Par William Engdhal – Le 20 août 2018 – Source New Eastern Outlook

Aujourd’hui, l’arme de destruction massive de loin la plus meurtrière de l’arsenal de Washington n’est pas une de ces traditionnelles machines tueuses appartenant au Pentagone. C’est de facto une arme silencieuse : la capacité de Washington à contrôler l’offre mondiale d’argent, de dollars, par le biais des décisions de la Réserve fédérale, un organisme privé, en coordination avec le Trésor américain et certains groupes financiers de Wall Street.
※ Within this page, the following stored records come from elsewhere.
//! Time-window selection: which publication slot a run belongs to, and which
//! slice of activity it should query.
//!
//! A run looks at the slot marks of the previous, current and next UTC day.
//! The nearest *future* mark is claimed only while it is still comfortably
//! ahead of `now` (`mark - now + trigger_skew < snap_threshold`); otherwise the
//! nearest past mark wins. The window is `[mark - lookback, mark]`.

use anyhow::{anyhow, bail, Context, Result};
use chrono::{DateTime, Duration, NaiveTime, TimeZone, Timelike, Utc};
use serde::{Deserialize, Serialize};
use std::fmt;

/// Kind of post a slot produces. Serialized lowercase into the artifact.
#[derive(Debug, Clone, Copy, PartialEq, Eq, Hash, Serialize, Deserialize)]
#[serde(rename_all = "lowercase")]
pub enum PostType {
    Daily,
    Midday,
    Nightly,
}

impl PostType {
    pub fn as_str(&self) -> &'static str {
        match self {
            Self::Daily => "daily",
            Self::Midday => "midday",
            Self::Nightly => "nightly",
        }
    }
}

impl fmt::Display for PostType {
    fn fmt(&self, f: &mut fmt::Formatter<'_>) -> fmt::Result {
        f.write_str(self.as_str())
    }
}

/// One publication slot: a fixed UTC time of day and the post type it emits.
#[derive(Debug, Clone, Copy, PartialEq, Eq)]
pub struct Slot {
    pub at: NaiveTime,
    pub kind: PostType,
}

impl Slot {
    pub fn new(hour: u32, minute: u32, kind: PostType) -> Result<Self> {
        let at = NaiveTime::from_hms_opt(hour, minute, 0)
            .ok_or_else(|| anyhow!("invalid slot time {hour:02}:{minute:02}"))?;
        Ok(Self { at, kind })
    }

    /// Parse `"HH:MM"`.
    pub fn parse(at: &str, kind: PostType) -> Result<Self> {
        let at = NaiveTime::parse_from_str(at.trim(), "%H:%M")
            .with_context(|| format!("slot time {at:?} is not HH:MM"))?;
        Ok(Self { at, kind })
    }
}

/// Schedule policy. Built from `[schedule]` in the config file.
#[derive(Debug, Clone, PartialEq)]
pub struct WindowPolicy {
    pub slots: Vec<Slot>,
    pub lookback: Duration,
    pub snap_threshold: Duration,
    pub trigger_skew: Duration,
}

impl Default for WindowPolicy {
    fn default() -> Self {
        let slot = |h, kind| Slot {
            at: NaiveTime::from_hms_opt(h, 0, 0).unwrap_or_default(),
            kind,
        };
        Self {
            slots: vec![
                slot(6, PostType::Daily),
                slot(14, PostType::Midday),
                slot(22, PostType::Nightly),
            ],
            lookback: Duration::hours(8),
            snap_threshold: Duration::hours(2),
            trigger_skew: Duration::hours(1),
        }
    }
}

/// The selected query window and the slot it belongs to.
#[derive(Debug, Clone, Copy, PartialEq, Eq)]
pub struct Window {
    pub start: DateTime<Utc>,
    pub end: DateTime<Utc>,
    /// The mark that was selected; equal to `end`.
    pub mark: DateTime<Utc>,
    pub kind: PostType,
}

impl Window {
    /// Inclusive on both ends.
    pub fn contains(&self, ts: DateTime<Utc>) -> bool {
        ts >= self.start && ts <= self.end
    }
}

/// Build every candidate mark for yesterday, today and tomorrow, sorted.
fn candidate_marks(now: DateTime<Utc>, slots: &[Slot]) -> Vec<DateTime<Utc>> {
    let today = now.date_naive();
    let mut marks: Vec<DateTime<Utc>> = [-1i64, 0, 1]
        .iter()
        .filter_map(|off| today.checked_add_signed(Duration::days(*off)))
        .flat_map(|day| {
            slots
                .iter()
                .map(move |s| Utc.from_utc_datetime(&day.and_time(s.at)))
        })
        .collect();
    marks.sort();
    marks.dedup();
    marks
}

/// Pick the mark for `now` under `policy`.
pub fn select_mark(now: DateTime<Utc>, policy: &WindowPolicy) -> Result<DateTime<Utc>> {
    let marks = candidate_marks(now, &policy.slots);
    if marks.is_empty() {
        bail!("no candidate marks: schedule has no slots");
    }

    let effective_snap = policy
        .snap_threshold
        .checked_sub(&policy.trigger_skew)
        .ok_or_else(|| anyhow!("snap threshold minus trigger skew overflows"))?;
    if let Some(next) = marks.iter().copied().find(|m| *m > now) {
        if next - now < effective_snap {
            return Ok(next);
        }
    }

    marks
        .iter()
        .copied()
        .filter(|m| *m <= now)
        .max()
        .ok_or_else(|| anyhow!("no past mark found for {now}"))
}

/// Map a mark hour to a post type. Each slot's bucket opens one hour before
/// the slot, so a run fired slightly early still lands in the right bucket.
pub fn post_type_for_hour(hour: u32, slots: &[Slot]) -> Option<PostType> {
    let mut starts: Vec<(u32, PostType)> = slots
        .iter()
        .map(|s| ((s.at.hour() + 23) % 24, s.kind))
        .collect();
    starts.sort_by_key(|(h, _)| *h);

    starts
        .iter()
        .rev()
        .find(|(start, _)| *start <= hour)
        .or_else(|| starts.last())
        .map(|(_, kind)| *kind)
}

/// Select the window for a run at `now`.
pub fn select_window(now: DateTime<Utc>, policy: &WindowPolicy) -> Result<Window> {
    let mark = select_mark(now, policy)?;
    let kind = post_type_for_hour(mark.hour(), &policy.slots)
        .ok_or_else(|| anyhow!("no post type bucket for hour {}", mark.hour()))?;

    let start = mark
        .checked_sub_signed(policy.lookback)
        .ok_or_else(|| anyhow!("lookback {} is out of range", policy.lookback))?;
    let window = Window {
        start,
        end: mark,
        mark,
        kind,
    };
    tracing::info!(
        target: "digest",
        start = %window.start,
        end = %window.end,
        kind = %window.kind,
        "selected activity window"
    );
    Ok(window)
}

#[cfg(test)]
mod tests {
    use super::*;

    fn at(s: &str) -> DateTime<Utc> {
        DateTime::parse_from_rfc3339(s).unwrap().with_timezone(&Utc)
    }

    #[test]
    fn snaps_to_future_mark_when_close() {
        let w = select_window(at("2026-03-10T05:15:00Z"), &WindowPolicy::default()).unwrap();
        assert_eq!(w.mark, at("2026-03-10T06:00:00Z"));
        assert_eq!(w.start, at("2026-03-09T22:00:00Z"));
        assert_eq!(w.kind, PostType::Daily);
    }

    #[test]
    fn falls_back_to_previous_day_mark() {
        let w = select_window(at("2026-03-10T05:00:00Z"), &WindowPolicy::default()).unwrap();
        assert_eq!(w.mark, at("2026-03-09T22:00:00Z"));
        assert_eq!(w.kind, PostType::Nightly);
    }

    #[test]
    fn exact_mark_is_selected_as_past() {
        let w = select_window(at("2026-03-10T14:00:00Z"), &WindowPolicy::default()).unwrap();
        assert_eq!(w.mark, at("2026-03-10T14:00:00Z"));
        assert_eq!(w.kind, PostType::Midday);
    }

    #[test]
    fn buckets_open_one_hour_early() {
        let slots = WindowPolicy::default().slots;
        assert_eq!(post_type_for_hour(4, &slots), Some(PostType::Nightly));
        assert_eq!(post_type_for_hour(5, &slots), Some(PostType::Daily));
        assert_eq!(post_type_for_hour(12, &slots), Some(PostType::Daily));
        assert_eq!(post_type_for_hour(13, &slots), Some(PostType::Midday));
        assert_eq!(post_type_for_hour(21, &slots), Some(PostType::Nightly));
        assert_eq!(post_type_for_hour(23, &slots), Some(PostType::Nightly));
    }

    #[test]
    fn empty_schedule_is_an_error() {
        let policy = WindowPolicy {
            slots: vec![],
            ..WindowPolicy::default()
        };
        assert!(select_window(at("2026-03-10T05:00:00Z"), &policy).is_err());
    }

    #[test]
    fn oversized_lookback_is_an_error() {
        let policy = WindowPolicy {
            lookback: Duration::try_days(200_000_000).unwrap(),
            ..WindowPolicy::default()
        };
        assert!(select_window(at("2026-03-10T14:00:00Z"), &policy).is_err());
    }

    #[test]
    fn slot_parse_rejects_garbage() {
        assert!(Slot::parse("25:00", PostType::Daily).is_err());
        assert!(Slot::parse("noon", PostType::Daily).is_err());
        let s = Slot::parse(" 06:30 ", PostType::Daily).unwrap();
        assert_eq!(s.at, NaiveTime::from_hms_opt(6, 30, 0).unwrap());
    }
}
Développé sur une période de plusieurs décennies, depuis le découplage entre le dollar et l’or par Nixon en août 1971, le contrôle par le dollar est aujourd’hui une arme financière à laquelle peu de nations rivales sont prêtes à résister, du moins pas encore.
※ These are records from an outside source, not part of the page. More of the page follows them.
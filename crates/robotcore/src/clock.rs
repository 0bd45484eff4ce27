//! Reset-and-read timers backing the gear-shift interval.

use std::cell::Cell;
use std::rc::Rc;
use std::time::{Duration, Instant};

use crate::traits::Clock;

/// Wall-clock timer over [`Instant`].
#[derive(Debug, Clone, Copy)]
pub struct MonotonicClock {
    start: Instant,
}

impl MonotonicClock {
    pub fn new() -> Self {
        Self { start: Instant::now() }
    }
}

impl Default for MonotonicClock {
    fn default() -> Self {
        Self::new()
    }
}

impl Clock for MonotonicClock {
    fn elapsed(&self) -> Duration {
        self.start.elapsed()
    }

    fn reset(&mut self) {
        self.start = Instant::now();
    }
}

/// Simulated time shared between a simulation loop and the clocks reading it.
#[derive(Debug, Clone, Default)]
pub struct SimTime(Rc<Cell<Duration>>);

impl SimTime {
    pub fn new() -> Self {
        Self::default()
    }

    pub fn now(&self) -> Duration {
        self.0.get()
    }

    pub fn advance(&self, dt: Duration) {
        self.0.set(self.0.get() + dt);
    }

    pub fn advance_secs(&self, dt: f64) {
        self.advance(Duration::from_secs_f64(dt));
    }
}

/// Timer that only moves when its [`SimTime`] is advanced.
#[derive(Debug, Clone)]
pub struct ManualClock {
    time: SimTime,
    mark: Duration,
}

impl ManualClock {
    pub fn new(time: SimTime) -> Self {
        let mark = time.now();
        Self { time, mark }
    }
}

impl Clock for ManualClock {
    fn elapsed(&self) -> Duration {
        self.time.now().saturating_sub(self.mark)
    }

    fn reset(&mut self) {
        self.mark = self.time.now();
    }
}

#[cfg(test)]
mod tests {
    use super::*;

    #[test]
    fn test_manual_clock_follows_sim_time() {
        let time = SimTime::new();
        let mut clock = ManualClock::new(time.clone());
        time.advance_secs(0.3);
        assert_eq!(clock.elapsed(), Duration::from_secs_f64(0.3));

        clock.reset();
        assert_eq!(clock.elapsed(), Duration::ZERO);
        time.advance(Duration::from_millis(20));
        assert_eq!(clock.elapsed(), Duration::from_millis(20));
    }

    #[test]
    fn test_monotonic_clock_resets() {
        let mut clock = MonotonicClock::new();
        clock.reset();
        assert!(clock.elapsed() < Duration::from_secs(1));
    }
}
//! Closed-loop drivetrain control
//!
//! This crate provides:
//! - A PID controller on a wrapping heading input
//! - The two-speed gearbox state machine
//! - Arcade drive mixing and button edge detection
//! - The per-cycle drive mode arbiter tying them together

pub mod arbiter;
pub mod arcade;
pub mod config;
pub mod edge;
pub mod gearbox;
pub mod pid;
pub mod telemetry;

pub use arbiter::*;
pub use arcade::arcade;
pub use config::{ConfigError, DriveConfig};
pub use edge::RisingEdge;
pub use gearbox::{GearConfig, GearState, Gearbox};
pub use pid::{PidConfig, PidController};
pub use telemetry::{LogTelemetry, MemoryTelemetry, TelemetryValue};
Une guerre sans merci est actuellement en cours. Grosso modo, cette guerre oppose les « Wasp américains » – qui se sont enrichis par le système de Bretton Woods, lequel a instauré le dollar américain comme monnaie mondiale – aux banquiers qui tiennent la City. Ces derniers sont en train d’instituer ce que Keynes voulait instituer dès 1944 : le Bancor, qui est un panier de monnaies, en tant que monnaie mondiale aujourd’hui appelé Droits de Tirage Spéciaux (DTS). Les enjeux de cette guerre monétaire invisible sont considérables, ils expliquent à eux seuls tous les troubles géopolitiques actuels.
Le président turc Erdogan affirme souvent que des « puissances étrangères » (c’est-à-dire les États-Unis) veulent le faire chuter. Il dit qu’un « lobby intéressé » (c’est-à-dire les banquiers (juifs)), veut nuire à la Turquie. Il a un peu raison sur ces deux points.